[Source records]
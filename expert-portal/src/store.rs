use async_trait::async_trait;
use dashmap::DashMap;
use std::collections::BTreeMap;
use std::io::Write;
use std::path::{Path, PathBuf};
use std::sync::Arc;
use tempfile::NamedTempFile;
use tokio::sync::Mutex;
use tracing::{debug, warn};

use crate::error::{PortalError, Result};

/// Persistent client-local key/value store, the equivalent of browser local storage.
#[async_trait]
pub trait LocalStore: Send + Sync {
    async fn get(&self, key: &str) -> Result<Option<String>>;
    async fn set(&self, key: &str, value: String) -> Result<()>;
    async fn remove(&self, key: &str) -> Result<()>;
}

/// In-memory implementation of LocalStore
#[derive(Clone, Default)]
pub struct InMemoryLocalStore {
    entries: Arc<DashMap<String, String>>,
}

impl InMemoryLocalStore {
    pub fn new() -> Self {
        Self::default()
    }
}

#[async_trait]
impl LocalStore for InMemoryLocalStore {
    async fn get(&self, key: &str) -> Result<Option<String>> {
        Ok(self.entries.get(key).map(|entry| entry.clone()))
    }

    async fn set(&self, key: &str, value: String) -> Result<()> {
        self.entries.insert(key.to_string(), value);
        Ok(())
    }

    async fn remove(&self, key: &str) -> Result<()> {
        self.entries.remove(key);
        Ok(())
    }
}

/// LocalStore persisted as a single JSON object on disk.
///
/// The whole map is rewritten on every mutation. A missing file reads as an empty store.
pub struct FileLocalStore {
    path: PathBuf,
    lock: Mutex<()>,
}

impl FileLocalStore {
    pub fn new(path: impl Into<PathBuf>) -> Self {
        Self {
            path: path.into(),
            lock: Mutex::new(()),
        }
    }

    pub fn path(&self) -> &Path {
        &self.path
    }

    /// Current entries. An unreadable file reads as empty and is replaced on the next write.
    async fn read_all(&self) -> Result<BTreeMap<String, String>> {
        let bytes = match tokio::fs::read(&self.path).await {
            Ok(bytes) => bytes,
            Err(e) if e.kind() == std::io::ErrorKind::NotFound => return Ok(BTreeMap::new()),
            Err(e) => return Err(e.into()),
        };
        if bytes.is_empty() {
            return Ok(BTreeMap::new());
        }
        match serde_json::from_slice(&bytes) {
            Ok(entries) => Ok(entries),
            Err(e) => {
                warn!("Ignoring unreadable store {}: {}", self.path.display(), e);
                Ok(BTreeMap::new())
            }
        }
    }

    async fn write_all(&self, entries: &BTreeMap<String, String>) -> Result<()> {
        let bytes = serde_json::to_vec_pretty(entries)
            .map_err(|e| PortalError::Storage(format!("cannot encode store: {}", e)))?;
        let path = self.path.clone();
        tokio::task::spawn_blocking(move || replace_file(&path, &bytes))
            .await
            .map_err(|e| PortalError::Storage(format!("store write did not finish: {}", e)))??;
        debug!("Wrote {} entries to {}", entries.len(), self.path.display());
        Ok(())
    }
}

/// Write a sibling temp file and rename it over `path`. The temp file is created
/// owner-only (0600 on unix) and the rename keeps that mode.
fn replace_file(path: &Path, bytes: &[u8]) -> Result<()> {
    let dir = match path.parent() {
        Some(parent) if !parent.as_os_str().is_empty() => parent,
        _ => Path::new("."),
    };
    std::fs::create_dir_all(dir)?;

    let mut file = NamedTempFile::new_in(dir)?;
    file.write_all(bytes)?;
    file.as_file().sync_all()?;
    file.persist(path)
        .map_err(|e| PortalError::Storage(format!("cannot replace {}: {}", path.display(), e)))?;
    Ok(())
}

#[async_trait]
impl LocalStore for FileLocalStore {
    async fn get(&self, key: &str) -> Result<Option<String>> {
        let _guard = self.lock.lock().await;
        Ok(self.read_all().await?.remove(key))
    }

    async fn set(&self, key: &str, value: String) -> Result<()> {
        let _guard = self.lock.lock().await;
        let mut entries = self.read_all().await?;
        entries.insert(key.to_string(), value);
        self.write_all(&entries).await
    }

    async fn remove(&self, key: &str) -> Result<()> {
        let _guard = self.lock.lock().await;
        let mut entries = self.read_all().await?;
        if entries.remove(key).is_some() {
            self.write_all(&entries).await?;
        }
        Ok(())
    }
}
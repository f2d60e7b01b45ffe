pub mod api;
pub mod auth;
pub mod completion;
pub mod config;
pub mod dashboard;
pub mod error;
pub mod feedback;
pub mod http;
pub mod inflight;
pub mod models;
pub mod route;
pub mod session;
pub mod store;
pub mod summary;

#[cfg(test)]
pub(crate) mod testing;

// Re-export commonly used types
pub use api::ExpertApi;
pub use auth::{AuthFields, AuthForm, AuthMode, AuthOutcome};
pub use completion::CompletionScreen;
pub use config::PortalConfig;
pub use dashboard::{ActionOutcome, Dashboard, DashboardState, SummaryEntry, Tab};
pub use error::{PortalError, Result};
pub use feedback::{FeedbackFlow, FeedbackState};
pub use http::HttpExpertApi;
pub use inflight::{InFlight, InFlightTicket};
pub use models::{
    Appointment, AppointmentBook, AppointmentStatus, Credentials, Decision, Expert,
    FeedbackSubmission, ProfileUpdate, Question, QuestionKind, Summary,
};
pub use route::{ChannelNavigator, Navigator, Route, ScheduledRedirect};
pub use session::{ExpertSession, SessionManager};
pub use store::{FileLocalStore, InMemoryLocalStore, LocalStore};
pub use summary::{Span, SummaryContent, emphasis_spans, parse_summary};
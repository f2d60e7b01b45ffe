use dashmap::DashSet;
use std::sync::Arc;

use crate::error::{PortalError, Result};

/// Registry of actions currently awaiting the server.
///
/// A control whose key is registered should be disabled; a second attempt is refused
/// until the first [`InFlightTicket`] is dropped.
#[derive(Clone, Default, Debug)]
pub struct InFlight {
    active: Arc<DashSet<String>>,
}

impl InFlight {
    pub fn new() -> Self {
        Self::default()
    }

    pub fn try_begin(&self, key: impl Into<String>) -> Result<InFlightTicket> {
        let key = key.into();
        if !self.active.insert(key.clone()) {
            return Err(PortalError::InFlight(key));
        }
        Ok(InFlightTicket {
            key,
            active: self.active.clone(),
        })
    }

    pub fn is_active(&self, key: &str) -> bool {
        self.active.contains(key)
    }

    pub fn is_idle(&self) -> bool {
        self.active.is_empty()
    }
}

/// Releases its key when dropped.
#[derive(Debug)]
pub struct InFlightTicket {
    key: String,
    active: Arc<DashSet<String>>,
}

impl Drop for InFlightTicket {
    fn drop(&mut self) {
        self.active.remove(&self.key);
    }
}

- _Problem requirements_:
Scan the records above and show every line in which the word "insert" occurs.

- _Task result_:
        self.entries.insert(key.to_string(), value);
        entries.insert(key.to_string(), value);
        if !self.active.insert(key.clone()) {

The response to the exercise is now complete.